Ah yes! This started happening after I moved the code to do the write
outside the lock. The reason I did that is because I've run into some
situations where checkpoints seem to stall indefinitely without progress.
My suspicion was that there is a deadlock condition but putting more
thought into it I haven't been able to come up with exactly how that would
occur.

On Mon, Jul 23, 2018 at 8:43 AM, Aljoscha Krettek <aljos...@apache.org>
wrote:

> Ha! Would you be able to share the code for that? If you don't acquire the
> "checkpoint lock" before writing this would explain the exception.
>
> On 23. Jul 2018, at 17:37, Gregory Fee <g...@lyft.com> wrote:
>
> Hi Aljoscha! I am not using any async i/o. I do use a trick similar to
> ContinuousFileReaderOperator
> <https://github.com/apache/flink/blob/master/flink-streaming-java/src/main/java/org/apache/flink/streaming/api/functions/source/ContinuousFileReaderOperator.java>
>  where I use another thread to write to the output asynchronously though.
>
> On Mon, Jul 23, 2018 at 2:30 AM, Aljoscha Krettek <aljos...@apache.org>
> wrote:
>
>> Hi Greg,
>>
>> just making sure but is there any asynchrony in your user functions? Any
>> Async I/O operator maybe?
>>
>> Best,
>> Aljoscha
>>
>> On 20. Jul 2018, at 21:53, Gregory Fee <g...@lyft.com> wrote:
>>
>> This is on Flink 1.4.2. I filed it as Flink-9905. Thanks!
>>
>> On Fri, Jul 20, 2018 at 2:51 AM, Dawid Wysakowicz <dwysakow...@apache.org
>> > wrote:
>>
>>> Hi Gregory,
>>> I think it is some flink bug. Could you file a JIRA for it? Also which
>>> version of flink are you using?
>>> Best,
>>> Dawid
>>>
>>> On Fri, 20 Jul 2018 at 04:34, vino yang <yanghua1...@gmail.com> wrote:
>>>
>>>> Hi Gregory,
>>>>
>>>> This exception seems a bug, you can create a issues in the JIRA.
>>>>
>>>> Thanks, vino.
>>>>
>>>> 2018-07-20 10:28 GMT+08:00 Philip Doctor <philip.doc...@physiq.com>:
>>>>
>>>>> Oh you were asking about the cast exception, I haven't seen that
>>>>> before, sorry to be off topic.
>>>>>
>>>>>
>>>>>
>>>>> ------------------------------
>>>>> *From:* Philip Doctor <philip.doc...@physiq.com>
>>>>> *Sent:* Thursday, July 19, 2018 9:27:15 PM
>>>>> *To:* Gregory Fee; user
>>>>> *Subject:* Re: org.apache.flink.streaming.run
>>>>> time.streamrecord.LatencyMarker cannot be cast to
>>>>> org.apache.flink.streaming.runtime.streamrecord.StreamRecord
>>>>>
>>>>>
>>>>> I'm just a flink user, not an expert.  I've seen that exception
>>>>> before.  I have never seen it be the actual error, I usually see it when
>>>>> some other operator is throwing an uncaught exception and busy dying.  It
>>>>> seems to me that the prior operator throws this error "Can't forward to 
>>>>> the
>>>>> next operator" why? because the next operator's already dead, but the job
>>>>> is busy dying asynchronously, so you get a cloud of errors that sort of
>>>>> surround the root cause.  I'd read your logs a little further back.

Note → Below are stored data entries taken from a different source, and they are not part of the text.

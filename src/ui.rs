use std::{
    io,
    time::{Duration, Instant},
};
use crossterm::{
    event::{self, Event, KeyCode, KeyEvent, KeyEventKind, KeyModifiers},
    execute,
    terminal::{disable_raw_mode, enable_raw_mode, EnterAlternateScreen, LeaveAlternateScreen},
};
use ratatui::{
    backend::CrosstermBackend,
    layout::{Constraint, Direction, Layout, Rect},
    style::{Color, Modifier, Style},
    symbols::Marker,
    text::{Line, Span},
    widgets::{
        canvas::{Canvas, Line as CanvasLine},
        Block, BorderType, Borders, Cell, Paragraph, Row, Sparkline, Table,
    },
    Frame, Terminal,
};

use crate::app::App;
use crate::bucket::BucketSeries;
use crate::constants::TICK_RATE_MS;
use crate::render::labels;
use crate::util::{format_count, format_share};

pub fn run(app: App<'_>) -> io::Result<()> {
    // Initialize terminal
    enable_raw_mode()?;
    let mut stdout = io::stdout();
    execute!(stdout, EnterAlternateScreen)?;
    let backend = CrosstermBackend::new(stdout);
    let mut terminal = Terminal::new(backend)?;

    let res = run_app_loop(&mut terminal, app);

    // Cleanup
    disable_raw_mode()?;
    execute!(terminal.backend_mut(), LeaveAlternateScreen)?;
    terminal.show_cursor()?;

    res
}

enum Action {
    Continue,
    Quit,
}

fn run_app_loop<B: ratatui::backend::Backend>(
    terminal: &mut Terminal<B>,
    mut app: App<'_>,
) -> io::Result<()> {
    let tick_rate = Duration::from_millis(TICK_RATE_MS);
    let mut last_tick = Instant::now();

    loop {
        terminal.draw(|f| draw(f, &app))?;

        let timeout = tick_rate
            .checked_sub(last_tick.elapsed())
            .unwrap_or_else(|| Duration::from_secs(0));
        if event::poll(timeout)? {
            if let Event::Key(key) = event::read()? {
                if let Action::Quit = handle_key(&mut app, key) {
                    return Ok(());
                }
            }
        }
        if last_tick.elapsed() >= tick_rate {
            if let Err(err) = app.on_tick() {
                app.status = Some(err.to_string());
            }
            last_tick = Instant::now();
        }
    }
}

fn handle_key(app: &mut App<'_>, key: KeyEvent) -> Action {
    if key.kind != KeyEventKind::Press {
        return Action::Continue;
    }
    let result = match key.code {
        KeyCode::Char('q') | KeyCode::Esc => return Action::Quit,
        KeyCode::Char('c') if key.modifiers.contains(KeyModifiers::CONTROL) => {
            return Action::Quit
        }
        KeyCode::Left | KeyCode::Char('h') => app.shift_days(-1),
        KeyCode::Right | KeyCode::Char('l') => app.shift_days(1),
        KeyCode::Down | KeyCode::Char('j') => app.shift_intervals(-1),
        KeyCode::Up | KeyCode::Char('k') => app.shift_intervals(1),
        KeyCode::Char('n') => app.reset_focus(),
        _ => return Action::Continue,
    };
    app.status = result.err().map(|err| err.to_string());
    Action::Continue
}

fn draw(f: &mut Frame, app: &App<'_>) {
    let stats = &app.stats;
    let titles = labels(app.focus());

    // ============= whole screen layout ============
    let main_chunks = Layout::default()
        .direction(Direction::Vertical)
        .margin(0)
        .constraints([
            Constraint::Length(16), // Focus box
            Constraint::Min(8),     // Long range
            Constraint::Length(1),  // Status bar
        ].as_ref())
        .split(f.size());

    // ============= Focus box ============
    let focus_block = Block::default()
        .borders(Borders::ALL)
        .title(format!(
            " Focus [{}] every {} min, ±{} days ",
            stats.reference.format("%Y-%m-%d %H:%M"),
            stats.config.interval_minutes,
            stats.config.window_days,
        ))
        .border_type(BorderType::Rounded)
        .border_style(Style::default().fg(Color::Cyan));
    f.render_widget(focus_block.clone(), main_chunks[0]);

    let inner_area = focus_block.inner(main_chunks[0]);
    let focus_chunks = Layout::default()
        .direction(Direction::Horizontal)
        .constraints([Constraint::Percentage(75), Constraint::Percentage(25)].as_ref())
        .split(inner_area);

    let chart_chunks = Layout::default()
        .direction(Direction::Vertical)
        .constraints([Constraint::Percentage(50), Constraint::Percentage(50)].as_ref())
        .split(focus_chunks[0]);

    draw_bars(f, chart_chunks[0], &stats.intraday, &titles[0], Color::Red);
    draw_bars(f, chart_chunks[1], &stats.daily, &titles[1], Color::Blue);

    // textual summary on the right
    let summary_chunks = Layout::default()
        .direction(Direction::Vertical)
        .constraints([Constraint::Percentage(50), Constraint::Percentage(50)].as_ref())
        .split(focus_chunks[1]);

    f.render_widget(summary(&stats.intraday, "%H:%M", Color::Red), summary_chunks[0]);
    f.render_widget(summary(&stats.daily, "%d %b", Color::Blue), summary_chunks[1]);

    // ============= Long range ============
    let range_chunks = Layout::default()
        .direction(Direction::Horizontal)
        .constraints([Constraint::Percentage(70), Constraint::Percentage(30)].as_ref())
        .split(main_chunks[1]);

    let month_counts = stats.monthly.counts();
    let first_month = stats.monthly.buckets().first().map(|b| b.start.format("%b %Y").to_string());
    let last_month = stats.monthly.buckets().last().map(|b| b.start.format("%b %Y").to_string());
    let months = Sparkline::default()
        .block(
            Block::default()
                .title(format!(
                    " {} [{} .. {}] ",
                    titles[2],
                    first_month.unwrap_or_default(),
                    last_month.unwrap_or_default()
                ))
                .borders(Borders::ALL)
                .border_type(BorderType::Rounded),
        )
        .data(&month_counts)
        .style(Style::default().fg(Color::Green));
    f.render_widget(months, range_chunks[0]);

    let header_cells = ["Year", "Events", "Share"]
        .iter()
        .map(|h| Cell::from(*h).style(Style::default().fg(Color::Yellow).add_modifier(Modifier::BOLD)));
    let header = Row::new(header_cells)
        .style(Style::default().bg(Color::Rgb(40, 40, 40)))
        .height(1)
        .bottom_margin(0);

    let grand_total = stats.yearly.total();
    let rows = stats.yearly.iter().rev().map(|bucket| {
        let color = if bucket.count == 0 { Color::DarkGray } else { Color::White };
        Row::new(vec![
            Cell::from(bucket.start.format("%Y").to_string()),
            Cell::from(format_count(bucket.count)).style(Style::default().fg(color)),
            Cell::from(format_share(bucket.count, grand_total)).style(Style::default().fg(Color::Cyan)),
        ])
        .height(1)
    });

    let table = Table::new(
        rows,
        [
            Constraint::Percentage(30),
            Constraint::Percentage(40),
            Constraint::Percentage(30),
        ],
    )
    .header(header)
    .block(
        Block::default()
            .title(format!(" {} ", titles[3]))
            .borders(Borders::ALL)
            .border_type(BorderType::Rounded),
    );
    f.render_widget(table, range_chunks[1]);

    // ============ Bottom Status Bar ============
    let status = match &app.status {
        Some(message) => Span::styled(format!(" {message} "), Style::default().fg(Color::Red)),
        None => Span::styled(
            format!(
                " {} events in {} minutes ",
                format_count(app.store().total()),
                format_count(app.store().len() as u64)
            ),
            Style::default().fg(Color::DarkGray),
        ),
    };
    let status_content = Line::from(vec![
        Span::styled(" FOCUS ", Style::default().bg(Color::White).fg(Color::Black).add_modifier(Modifier::BOLD)),
        Span::raw(" ←/→ day | ↑/↓ interval | n now | q quit |"),
        status,
    ]);
    let status_bar = Paragraph::new(status_content).style(Style::default().bg(Color::Rgb(20, 20, 20)));
    f.render_widget(status_bar, main_chunks[2]);
}

fn draw_bars(f: &mut Frame, area: Rect, series: &BucketSeries, title: &str, color: Color) {
    let max = series.iter().map(|b| b.count).max().unwrap_or(0).max(1) as f64;
    let x_limit = series.len() as f64;

    let canvas = Canvas::default()
        .block(Block::default().title(format!(" {title} ")).title_style(Style::default().fg(color)))
        .marker(Marker::Braille)
        .x_bounds([0.0, x_limit])
        .y_bounds([0.0, max])
        .paint(|ctx| {
            for (i, bucket) in series.iter().enumerate() {
                ctx.draw(&CanvasLine {
                    x1: i as f64,
                    y1: 0.0,
                    x2: i as f64,
                    y2: bucket.count as f64,
                    color,
                });
            }
        });
    f.render_widget(canvas, area);
}

fn summary<'a>(series: &'a BucketSeries, peak_format: &str, color: Color) -> Paragraph<'a> {
    let total = series.total();
    let peak = series
        .peak()
        .filter(|b| b.count > 0)
        .map(|b| format!("{} @{}", format_count(b.count), b.start.format(peak_format)))
        .unwrap_or_else(|| "-".to_string());

    let text = vec![
        Line::from(vec![
            Span::raw("Σ "),
            Span::styled(format_count(total), Style::default().fg(Color::White).add_modifier(Modifier::BOLD)),
        ]),
        Line::from(vec![Span::styled("  Peak: ", Style::default().fg(Color::DarkGray)), Span::raw(peak)]),
        Line::from(vec![
            Span::styled("  Slots: ", Style::default().fg(Color::DarkGray)),
            Span::raw(series.len().to_string()),
        ]),
    ];
    Paragraph::new(text).block(Block::default().style(Style::default().fg(color)))
}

>>>>> ------------------------------
>>>>> *From:* Gregory Fee <g...@lyft.com>
>>>>> *Sent:* Thursday, July 19, 2018 9:10:37 PM
>>>>> *To:* user
>>>>> *Subject:* org.apache.flink.streaming.run
>>>>> time.streamrecord.LatencyMarker cannot be cast to
>>>>> org.apache.flink.streaming.runtime.streamrecord.StreamRecord
>>>>>
>>>>> Hello, I have a job running and I've gotten this error a few times.
>>>>> The job recovers from a checkpoint and seems to continue forward fine. 
>>>>> Then
>>>>> the error will happen again sometime later, perhaps 1 hour. This looks 
>>>>> like
>>>>> a Flink bug to me but I could use an expert opinion. Thanks!
>>>>>
>>>>> org.apache.flink.streaming.runtime.tasks.ExceptionInChainedOperatorException:
>>>>> Could not forward element to next operator
>>>>> at org.apache.flink.streaming.runtime.tasks.OperatorChain$Copyi
>>>>> ngChainingOutput.pushToOperator(OperatorChain.java:566)

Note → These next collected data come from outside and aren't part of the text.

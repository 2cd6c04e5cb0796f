use std::fs;
use std::path::Path;

use anyhow::Context;
use serde::Deserialize;

use crate::aggregate::WindowConfig;
use crate::constants::{DEFAULT_INTERVAL_MINUTES, DEFAULT_WINDOW_DAYS};
use crate::error::Result;
use crate::ingest::ParsePolicy;
use crate::render::OutputFormat;

#[derive(Debug, Clone, PartialEq, Eq, Deserialize)]
#[serde(default)]
pub struct WindowSettings {
    /// Days analyzed on each side of the focus date.
    pub days: i64,
    /// Width of the intraday slices.
    pub minutes: i64,
}

impl Default for WindowSettings {
    fn default() -> Self {
        Self {
            days: DEFAULT_WINDOW_DAYS,
            minutes: DEFAULT_INTERVAL_MINUTES,
        }
    }
}

#[derive(Debug, Clone, Default, PartialEq, Eq, Deserialize)]
#[serde(default)]
pub struct IngestSettings {
    pub on_parse_error: ParsePolicy,
}

#[derive(Debug, Clone, Default, PartialEq, Eq, Deserialize)]
#[serde(default)]
pub struct OutputSettings {
    pub format: OutputFormat,
}

#[derive(Debug, Clone, Default, PartialEq, Eq, Deserialize)]
#[serde(default, deny_unknown_fields)]
pub struct Settings {
    pub window: WindowSettings,
    pub ingest: IngestSettings,
    pub output: OutputSettings,
}

/// Command-line values that take precedence over the file.
#[derive(Debug, Clone, Default)]
pub struct Overrides {
    pub days: Option<i64>,
    pub minutes: Option<i64>,
    pub on_parse_error: Option<ParsePolicy>,
    pub format: Option<OutputFormat>,
}

impl Settings {
    pub fn from_file(path: &Path) -> anyhow::Result<Self> {
        let contents = fs::read_to_string(path)
            .with_context(|| format!("failed to read config file {}", path.display()))?;
        Self::from_toml(&contents)
            .with_context(|| format!("invalid config file {}", path.display()))
    }

    pub fn from_toml(contents: &str) -> anyhow::Result<Self> {
        Ok(toml::from_str(contents)?)
    }

    pub fn apply_overrides(&mut self, overrides: &Overrides) {
        if let Some(days) = overrides.days {
            self.window.days = days;
        }
        if let Some(minutes) = overrides.minutes {
            self.window.minutes = minutes;
        }
        if let Some(policy) = overrides.on_parse_error {
            self.ingest.on_parse_error = policy;
        }
        if let Some(format) = overrides.format {
            self.output.format = format;
        }
    }

    pub fn window(&self) -> Result<WindowConfig> {
        WindowConfig::new(self.window.minutes, self.window.days)
    }
}

#[cfg(test)]
mod tests {
    use super::*;
    use crate::error::Error;

    #[test]
    fn empty_file_yields_defaults() {
        let settings = Settings::from_toml("").unwrap();
        assert_eq!(settings, Settings::default());
        assert_eq!(settings.window().unwrap(), WindowConfig::default());
    }

    #[test]
    fn reads_every_section() {
        let settings = Settings::from_toml(
            r#"
            [window]
            days = 3
            minutes = 15

            [ingest]
            on_parse_error = "abort"

            [output]
            format = "json"
            "#,
        )
        .unwrap();
        assert_eq!(settings.window.days, 3);
        assert_eq!(settings.window.minutes, 15);
        assert_eq!(settings.ingest.on_parse_error, ParsePolicy::Abort);
        assert_eq!(settings.output.format, OutputFormat::Json);
    }

    #[test]
    fn partial_sections_keep_defaults() {
        let settings = Settings::from_toml("[window]\nminutes = 5\n").unwrap();
        assert_eq!(settings.window.minutes, 5);
        assert_eq!(settings.window.days, DEFAULT_WINDOW_DAYS);
    }

    #[test]
    fn unknown_sections_are_rejected() {
        assert!(Settings::from_toml("[render]\ncolor = true\n").is_err());
    }

    #[test]
    fn overrides_win_over_file() {
        let mut settings = Settings::from_toml("[window]\ndays = 3\nminutes = 15\n").unwrap();
        settings.apply_overrides(&Overrides {
            minutes: Some(30),
            format: Some(OutputFormat::Json),
            ..Default::default()
        });
        assert_eq!(settings.window.days, 3);
        assert_eq!(settings.window.minutes, 30);
        assert_eq!(settings.output.format, OutputFormat::Json);
    }

    #[test]
    fn invalid_window_surfaces_as_config_error() {
        let mut settings = Settings::default();
        settings.window.minutes = 0;
        assert!(matches!(settings.window(), Err(Error::InvalidConfig(_))));
    }

    #[test]
    fn missing_file_mentions_path() {
        let err = Settings::from_file(Path::new("/nonexistent/timehist.toml")).unwrap_err();
        assert!(format!("{err:#}").contains("/nonexistent/timehist.toml"));
    }
}
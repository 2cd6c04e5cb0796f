//! Dense, zero-filled bucket series.
//!
//! A [`Scale`] maps instants onto integer ordinals; a [`DenseSeries`] is a
//! pre-sized run of counters over a contiguous ordinal span. Every series the
//! aggregator emits, whatever its resolution, is built with these two types.

use chrono::{Datelike, NaiveDate, NaiveDateTime};
use serde::Serialize;

use crate::error::{Error, Result};
use crate::store::{epoch_seconds, from_epoch_seconds};

#[derive(Debug, Clone, Copy, PartialEq, Eq, Hash, Serialize)]
#[serde(rename_all = "lowercase")]
pub enum SeriesKind {
    Intraday,
    Daily,
    Monthly,
    Yearly,
}

impl SeriesKind {
    pub const ALL: [SeriesKind; 4] = [
        SeriesKind::Intraday,
        SeriesKind::Daily,
        SeriesKind::Monthly,
        SeriesKind::Yearly,
    ];

    /// `strftime` pattern for a bucket key at this resolution.
    pub fn key_format(&self) -> &'static str {
        match self {
            SeriesKind::Intraday => "%Y-%m-%d %H:%M",
            SeriesKind::Daily => "%Y-%m-%d",
            SeriesKind::Monthly => "%Y-%m",
            SeriesKind::Yearly => "%Y",
        }
    }
}

#[derive(Debug, Clone, Copy, PartialEq, Eq, Serialize)]
pub struct Bucket {
    pub start: NaiveDateTime,
    pub count: u64,
}

/// Chronologically ascending buckets with no gaps.
#[derive(Debug, Clone, PartialEq, Eq, Serialize)]
pub struct BucketSeries {
    kind: SeriesKind,
    buckets: Vec<Bucket>,
}

impl BucketSeries {
    pub fn kind(&self) -> SeriesKind {
        self.kind
    }

    pub fn buckets(&self) -> &[Bucket] {
        &self.buckets
    }

    pub fn len(&self) -> usize {
        self.buckets.len()
    }

    pub fn is_empty(&self) -> bool {
        self.buckets.is_empty()
    }

    pub fn iter(&self) -> std::slice::Iter<'_, Bucket> {
        self.buckets.iter()
    }

    pub fn counts(&self) -> Vec<u64> {
        self.buckets.iter().map(|bucket| bucket.count).collect()
    }

    pub fn total(&self) -> u64 {
        self.buckets
            .iter()
            .fold(0u64, |acc, bucket| acc.saturating_add(bucket.count))
    }

    /// Busiest bucket; the earliest one wins ties.
    pub fn peak(&self) -> Option<&Bucket> {
        self.buckets
            .iter()
            .fold(None, |best: Option<&Bucket>, bucket| match best {
                Some(current) if current.count >= bucket.count => Some(current),
                _ => Some(bucket),
            })
    }

    pub fn get(&self, start: NaiveDateTime) -> Option<u64> {
        self.buckets
            .binary_search_by_key(&start, |bucket| bucket.start)
            .ok()
            .map(|index| self.buckets[index].count)
    }
}

#[derive(Debug, Clone, Copy, PartialEq, Eq)]
pub enum Scale {
    /// Fixed-width buckets whose edges fall on `anchor + k * width` (seconds).
    Interval { anchor: i64, width: i64 },
    Month,
    Year,
}

impl Scale {
    pub fn ordinal(&self, instant: NaiveDateTime) -> i64 {
        match *self {
            Scale::Interval { anchor, width } => (epoch_seconds(instant) - anchor).div_euclid(width),
            Scale::Month => i64::from(instant.year()) * 12 + i64::from(instant.month0()),
            Scale::Year => i64::from(instant.year()),
        }
    }

    pub fn start_of(&self, ordinal: i64) -> Result<NaiveDateTime> {
        match *self {
            Scale::Interval { anchor, width } => {
                let secs = ordinal
                    .checked_mul(width)
                    .and_then(|offset| offset.checked_add(anchor))
                    .ok_or(Error::OutOfRange(ordinal))?;
                from_epoch_seconds(secs)
            }
            Scale::Month => {
                let month0 = ordinal.rem_euclid(12) as u32;
                calendar_start(ordinal.div_euclid(12), month0 + 1)
            }
            Scale::Year => calendar_start(ordinal, 1),
        }
    }
}

fn calendar_start(year: i64, month: u32) -> Result<NaiveDateTime> {
    i32::try_from(year)
        .ok()
        .and_then(|year| NaiveDate::from_ymd_opt(year, month, 1))
        .and_then(|date| date.and_hms_opt(0, 0, 0))
        .ok_or(Error::OutOfRange(year))
}

/// Counters for a contiguous ordinal span, allocated up front.
#[derive(Debug, Clone)]
pub struct DenseSeries {
    scale: Scale,
    first: i64,
    counts: Vec<u64>,
}

impl DenseSeries {
    pub fn spanning(scale: Scale, first: i64, len: usize) -> Self {
        Self {
            scale,
            first,
            counts: vec![0; len],
        }
    }

    /// Every bucket from the one holding `lo` through the one holding `hi`.
    pub fn covering(scale: Scale, lo: NaiveDateTime, hi: NaiveDateTime) -> Self {
        let first = scale.ordinal(lo);
        let last = scale.ordinal(hi);
        let len = usize::try_from(last - first + 1).unwrap_or(0);
        Self::spanning(scale, first, len)
    }

    pub fn len(&self) -> usize {
        self.counts.len()
    }

    pub fn is_empty(&self) -> bool {
        self.counts.is_empty()
    }

    pub fn position(&self, instant: NaiveDateTime) -> Option<usize> {
        let offset = self.scale.ordinal(instant) - self.first;
        usize::try_from(offset)
            .ok()
            .filter(|index| *index < self.counts.len())
    }

    /// Add `count` to the bucket holding `instant`. Returns `false` and
    /// leaves the series untouched when the instant is outside the span.
    pub fn record(&mut self, instant: NaiveDateTime, count: u64) -> bool {
        match self.position(instant) {
            Some(index) => {
                let slot = &mut self.counts[index];
                *slot = slot.saturating_add(count);
                true
            }
            None => false,
        }
    }

    pub fn finish(self, kind: SeriesKind) -> Result<BucketSeries> {
        let scale = self.scale;
        let first = self.first;
        let buckets = self
            .counts
            .into_iter()
            .enumerate()
            .map(|(index, count)| -> Result<Bucket> {
                Ok(Bucket {
                    start: scale.start_of(first + index as i64)?,
                    count,
                })
            })
            .collect::<Result<Vec<_>>>()?;
        Ok(BucketSeries { kind, buckets })
    }
}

>>>>> at org.apache.flink.streaming.runtime.tasks.OperatorChain$Copyi
>>>>> ngChainingOutput.collect(OperatorChain.java:524)

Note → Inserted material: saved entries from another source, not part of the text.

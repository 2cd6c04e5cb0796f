//! Plain-text and JSON sinks for [`Statistics`].

use std::fs::File;
use std::io::{BufWriter, Write};
use std::path::Path;

use chrono::NaiveDateTime;
use serde::{Deserialize, Serialize};

use crate::aggregate::Statistics;
use crate::bucket::BucketSeries;
use crate::error::Result;

#[derive(Debug, Clone, Copy, Default, PartialEq, Eq, Deserialize, clap::ValueEnum)]
#[serde(rename_all = "lowercase")]
pub enum OutputFormat {
    #[default]
    Text,
    Json,
}

/// Titles for the four series, finest first. `focus` is the reference the
/// user asked for, `None` when it defaulted to now.
pub fn labels(focus: Option<NaiveDateTime>) -> [String; 4] {
    match focus {
        None => [
            "Today".to_string(),
            "Around today".to_string(),
            "By month".to_string(),
            "By year".to_string(),
        ],
        Some(focus) => {
            let day = focus.format("%d %B %Y").to_string();
            [
                day.clone(),
                format!("Around {day}"),
                "By month".to_string(),
                "By year".to_string(),
            ]
        }
    }
}

pub fn write_text<W: Write>(
    out: &mut W,
    stats: &Statistics,
    focus: Option<NaiveDateTime>,
) -> Result<()> {
    for (label, series) in labels(focus).iter().zip(stats.series()) {
        writeln!(out, "{label}:")?;
        let format = series.kind().key_format();
        for bucket in series.iter() {
            writeln!(out, "    {}:    {}", bucket.start.format(format), bucket.count)?;
        }
    }
    Ok(())
}

#[derive(Serialize)]
struct Document<'a> {
    reference: NaiveDateTime,
    interval_minutes: i64,
    window_days: i64,
    series: Vec<LabelledSeries<'a>>,
}

#[derive(Serialize)]
struct LabelledSeries<'a> {
    label: String,
    #[serde(flatten)]
    series: &'a BucketSeries,
}

pub fn write_json<W: Write>(
    out: &mut W,
    stats: &Statistics,
    focus: Option<NaiveDateTime>,
) -> Result<()> {
    let document = Document {
        reference: stats.reference,
        interval_minutes: stats.config.interval_minutes,
        window_days: stats.config.window_days,
        series: labels(focus)
            .into_iter()
            .zip(stats.series())
            .map(|(label, series)| LabelledSeries { label, series })
            .collect(),
    };
    serde_json::to_writer_pretty(&mut *out, &document).map_err(std::io::Error::from)?;
    writeln!(out)?;
    Ok(())
}

pub fn write<W: Write>(
    out: &mut W,
    stats: &Statistics,
    focus: Option<NaiveDateTime>,
    format: OutputFormat,
) -> Result<()> {
    match format {
        OutputFormat::Text => write_text(out, stats, focus),
        OutputFormat::Json => write_json(out, stats, focus),
    }
}

/// Replace the contents of `path` with a freshly rendered document.
pub fn write_to_path(
    path: &Path,
    stats: &Statistics,
    focus: Option<NaiveDateTime>,
    format: OutputFormat,
) -> Result<()> {
    let mut out = BufWriter::new(File::create(path)?);
    write(&mut out, stats, focus, format)?;
    out.flush()?;
    Ok(())
}
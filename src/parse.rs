//! Raw timestamp parsing.
//!
//! Timestamps arrive as `YYYY-MM-DDTHH:MM:SS`, optionally followed by a
//! fractional second and a numeric UTC offset (`+0000`). Offsets are folded
//! into the instant, which is then carried around as a naive UTC value.

use chrono::{DateTime, NaiveDate, NaiveDateTime};

use crate::error::{Error, Result};

pub const TIMESTAMP_FORMAT: &str = "%Y-%m-%dT%H:%M:%S%.f";
const TIMESTAMP_WITH_OFFSET_FORMAT: &str = "%Y-%m-%dT%H:%M:%S%.f%z";
const DATE_FORMAT: &str = "%Y-%m-%d";

pub fn parse_timestamp(raw: &str) -> Result<NaiveDateTime> {
    let trimmed = raw.trim();
    match NaiveDateTime::parse_from_str(trimmed, TIMESTAMP_FORMAT) {
        Ok(instant) => Ok(instant),
        Err(naive_err) => DateTime::parse_from_str(trimmed, TIMESTAMP_WITH_OFFSET_FORMAT)
            .map(|with_offset| with_offset.naive_utc())
            .map_err(|_| Error::Parse {
                raw: raw.to_string(),
                source: naive_err,
            }),
    }
}

/// Parse a focus argument: `now` (yields `None`), a full timestamp, or a bare
/// date taken at midnight.
pub fn parse_focus(raw: &str) -> Result<Option<NaiveDateTime>> {
    let trimmed = raw.trim();
    if trimmed.eq_ignore_ascii_case("now") {
        return Ok(None);
    }
    let midnight = NaiveDate::parse_from_str(trimmed, DATE_FORMAT)
        .ok()
        .and_then(|date| date.and_hms_opt(0, 0, 0));
    if midnight.is_some() {
        return Ok(midnight);
    }
    parse_timestamp(trimmed).map(Some)
}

>>>>> at org.apache.flink.streaming.runtime.tasks.OperatorChain$Copyi
>>>>> ngChainingOutput.collect(OperatorChain.java:504)
>>>>> at org.apache.flink.streaming.api.operators.AbstractStreamOpera
>>>>> tor$CountingOutput.collect(AbstractStreamOperator.java:830)
>>>>> at org.apache.flink.streaming.api.operators.AbstractStreamOpera
>>>>> tor$CountingOutput.collect(AbstractStreamOperator.java:808)
>>>>> at com.lyft.streamingplatform.BetterBuffer$OutputThread.run(Bet
>>>>> terBuffer.java:316)
>>>>> Caused by: org.apache.flink.streaming.run
>>>>> time.tasks.ExceptionInChainedOperatorException: Could not forward
>>>>> element to next operator
>>>>> at org.apache.flink.streaming.runtime.tasks.OperatorChain$Copyi
>>>>> ngChainingOutput.pushToOperator(OperatorChain.java:566)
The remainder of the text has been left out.